Members: "Flags of Our Fathers", a book on the flag raising which occured on
Iwo Jima, is a must read for any WW-II buff. I'm about 3/4 thru it and I hate
to put it down. It's the story of five marines and a navy corpsman that
actually raised the flag (the 2nd time) on Iwo. Written by James Bradley
(the son of HM John "Doc" Bradley) it tells of the men: Sgt Mike Strank, Cpl
Harlon Block, Pfc Ira Hayes, Pfc Franklin Sousley, HM John Bradley and Pfc Rene Gagnon, and how they were in the right place at the right time.

I was surprised to find out the Iwo Jima's D-Day, 19 February 1945, was
my 11th birthday.

This is one of the finest WW-II books I've read..... and I've read a bunch.

Charles

The world famous photo is by Joe Rosenthal


----------



## Njaco (Jul 20, 2007)

Just watched the movie for the first time and wasn't disappointed. Not sappy and pulled tears at the right moments. Good effoprt by Clint. Now I have to see "Letters..."


----------



## ToughOmbre (Jul 20, 2007)

"Flags" was excellent. "Letters" is just as good, some people even like it better. I bought the "Flags" DVD and have watched it multiple times, but as good as "Letters" was, I don't think I could watch it again. Maybe because it was from the Japanese point of view, I don't know.


----------



## Torch (Jul 20, 2007)

Read the book and saw both movies. All very good, maybe you can't see Letters again because it portrayed similar emotions to the good guys..


----------



## ToughOmbre (Jul 20, 2007)

Torch said:


> Read the book and saw both movies. All very good, maybe you can't see Letters again because it portrayed similar emotions to the good guys..

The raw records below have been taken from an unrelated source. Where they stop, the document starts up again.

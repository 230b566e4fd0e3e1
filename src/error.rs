//! Error types for encoding operations.

use std::fmt;

/// Convenience alias for results returned by this crate.
pub type Result<T> = std::result::Result<T, Error>;

/// Errors that can occur while encoding.
#[derive(Debug, Clone, PartialEq, Eq)]
#[non_exhaustive]
pub enum Error {
    /// Quality tier outside the supported `1..=3` range.
    InvalidQuality(u8),
    /// Width or height is zero.
    InvalidDimensions { width: u32, height: u32 },
    /// Image dimensions exceed what a baseline JPEG frame header can describe.
    ImageTooLarge { width: u32, height: u32, max: u32 },
    /// Pixel data length does not match `width * height * bytes_per_pixel`.
    InvalidDataLength { expected: usize, actual: usize },
    /// A bounded output buffer cannot hold the encoded stream.
    OutputTooSmall { needed: usize, capacity: usize },
    /// A symbol with no assigned Huffman code was reached during entropy
    /// coding. This indicates a corrupted code table, not bad input.
    MissingHuffmanCode(u8),
}

impl fmt::Display for Error {
    fn fmt(&self, f: &mut fmt::Formatter<'_>) -> fmt::Result {
        match self {
            Error::InvalidQuality(q) => {
                write!(f, "invalid quality tier {q}, must be 1, 2, or 3")
            }
            Error::InvalidDimensions { width, height } => {
                write!(f, "invalid image dimensions {width}x{height}")
            }
            Error::ImageTooLarge { width, height, max } => {
                write!(f, "image {width}x{height} exceeds maximum dimension {max}")
            }
            Error::InvalidDataLength { expected, actual } => {
                write!(f, "pixel data length {actual} does not match expected {expected}")
            }
            Error::OutputTooSmall { needed, capacity } => {
                write!(f, "output buffer of {capacity} bytes too small, need at least {needed}")
            }
            Error::MissingHuffmanCode(symbol) => {
                write!(f, "no Huffman code assigned for symbol {symbol:#04x}")
            }
        }
    }
}

impl std::error::Error for Error {}
//! Decoder boundary for block-based JPEG decompressors.
//!
//! The decompressor itself is an external collaborator; this module fixes
//! the two surfaces it is driven through. A [`ScanSource`] pulls compressed
//! bytes on demand, a [`RectSink`] receives decoded rectangles as they
//! complete. The [`DecodeFrame`] context travels through every callback, so
//! a decode holds no state outside its own call chain and concurrent
//! decodes cannot interfere.
//!
//! [`SliceSource`] and [`FrameBuffer`] are the in-memory implementations:
//! feed a JPEG byte slice in, assemble rectangles into one packed pixel
//! buffer out.

use crate::color::PixelFormat;

/// Output geometry for one decode, passed through every callback.
#[derive(Debug, Clone, Copy)]
pub struct DecodeFrame {
    pub width: u32,
    pub height: u32,
    pub format: PixelFormat,
}

impl DecodeFrame {
    pub fn new(width: u32, height: u32, format: PixelFormat) -> Self {
        DecodeFrame {
            width,
            height,
            format,
        }
    }

    pub fn bytes_per_pixel(&self) -> usize {
        self.format.bytes_per_pixel()
    }

    /// Bytes per packed output row.
    pub fn stride(&self) -> usize {
        self.width as usize * self.bytes_per_pixel()
    }

    /// Total bytes of a packed full-frame buffer.
    pub fn buffer_len(&self) -> usize {
        self.stride() * self.height as usize
    }
}

/// Rectangle of decoded pixels in frame coordinates, edges inclusive.
#[derive(Debug, Clone, Copy, PartialEq, Eq)]
pub struct Rect {
    pub left: u32,
    pub top: u32,
    pub right: u32,
    pub bottom: u32,
}

impl Rect {
    /// Pixel columns covered. Meaningful only when `right >= left`.
    pub fn width(&self) -> usize {
        (self.right - self.left + 1) as usize
    }

    /// Pixel rows covered. Meaningful only when `bottom >= top`.
    pub fn height(&self) -> usize {
        (self.bottom - self.top + 1) as usize
    }
}

/// Pull source of compressed JPEG bytes.
///
/// The decompressor calls [`fill`](ScanSource::fill) whenever it needs more
/// of the stream; a `None` destination means the bytes are skipped rather
/// than copied, which is how decoders seek past segments they ignore.
pub trait ScanSource {
    /// Provides up to `count` bytes, copying them into `destination` when
    /// one is given (it must be at least `count` long). Returns how many
    /// bytes were provided; fewer than `count` means the stream has ended.
    fn fill(&mut self, destination: Option<&mut [u8]>, count: usize) -> usize;
}

/// Push receiver for decoded rectangles.
pub trait RectSink {
    /// Accepts one rectangle; `pixels` holds its rows top to bottom with no
    /// padding between them, `frame.bytes_per_pixel()` bytes per pixel.
    /// Returning `false` tells the decompressor to stop.
    fn deliver(&mut self, frame: &DecodeFrame, rect: &Rect, pixels: &[u8]) -> bool;
}

/// [`ScanSource`] over an in-memory byte slice.
pub struct SliceSource<'a> {
    data: &'a [u8],
    pos: usize,
}

impl<'a> SliceSource<'a> {
    pub fn new(data: &'a [u8]) -> Self {
        SliceSource { data, pos: 0 }
    }

    /// Bytes consumed so far, skipped ones included.
    pub fn position(&self) -> usize {
        self.pos
    }
}

impl ScanSource for SliceSource<'_> {
    fn fill(&mut self, destination: Option<&mut [u8]>, count: usize) -> usize {
        let provided = count.min(self.data.len() - self.pos);
        if let Some(dest) = destination {
            dest[..provided].copy_from_slice(&self.data[self.pos..self.pos + provided]);
        }
        self.pos += provided;
        provided
    }
}

/// [`RectSink`] that assembles rectangles into one packed frame buffer.
pub struct FrameBuffer {
    pixels: Vec<u8>,
}

impl FrameBuffer {
    /// Allocates a zeroed buffer sized for `frame`.
    pub fn new(frame: &DecodeFrame) -> Self {
        FrameBuffer {
            pixels: vec![0; frame.buffer_len()],
        }
    }

    pub fn pixels(&self) -> &[u8] {
        &self.pixels
    }

    pub fn into_pixels(self) -> Vec<u8> {
        self.pixels
    }
}

impl RectSink for FrameBuffer {
    fn deliver(&mut self, frame: &DecodeFrame, rect: &Rect, pixels: &[u8]) -> bool {
        // A rectangle outside the frame or with too few pixel bytes aborts
        // the decode instead of corrupting the buffer.
        if rect.right < rect.left || rect.bottom < rect.top {
            return false;
        }
        if rect.right >= frame.width || rect.bottom >= frame.height {
            return false;
        }
        let bpp = frame.bytes_per_pixel();
        let src_stride = rect.width() * bpp;
        if pixels.len() < src_stride * rect.height() || self.pixels.len() < frame.buffer_len() {
            return false;
        }

        let dst_stride = frame.stride();
        let mut src = 0;
        let mut dst = (rect.top as usize * frame.width as usize + rect.left as usize) * bpp;
        for _ in rect.top..=rect.bottom {
            self.pixels[dst..dst + src_stride].copy_from_slice(&pixels[src..src + src_stride]);
            src += src_stride;
            dst += dst_stride;
        }
        true
    }
}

Not sure. Maybe I just can't get past the documented Japanese atrocities and war crimes of WW II, especially against POWs, and that's affecting me. However, as I stated before, it is an excellent film, as most all of Eastwood's movies are.


----------



## FLYBOYJ (Jul 20, 2007)

Charles....


----------



## Torch (Jul 20, 2007)

ToughOmbre said:


> Not sure. Maybe I just can't get past the documented Japanese atrocities and war crimes of WW II, especially against POWs, and that's affecting me. However, as I stated before, it is an excellent film, as most all of Eastwood's movies are.


 I hear you. The movie sometimes makes you forget what happened in Chine, Bataan etc.


----------



## heinz1941 (Jul 30, 2007)

Charles....

Great Honor for Hero!


----------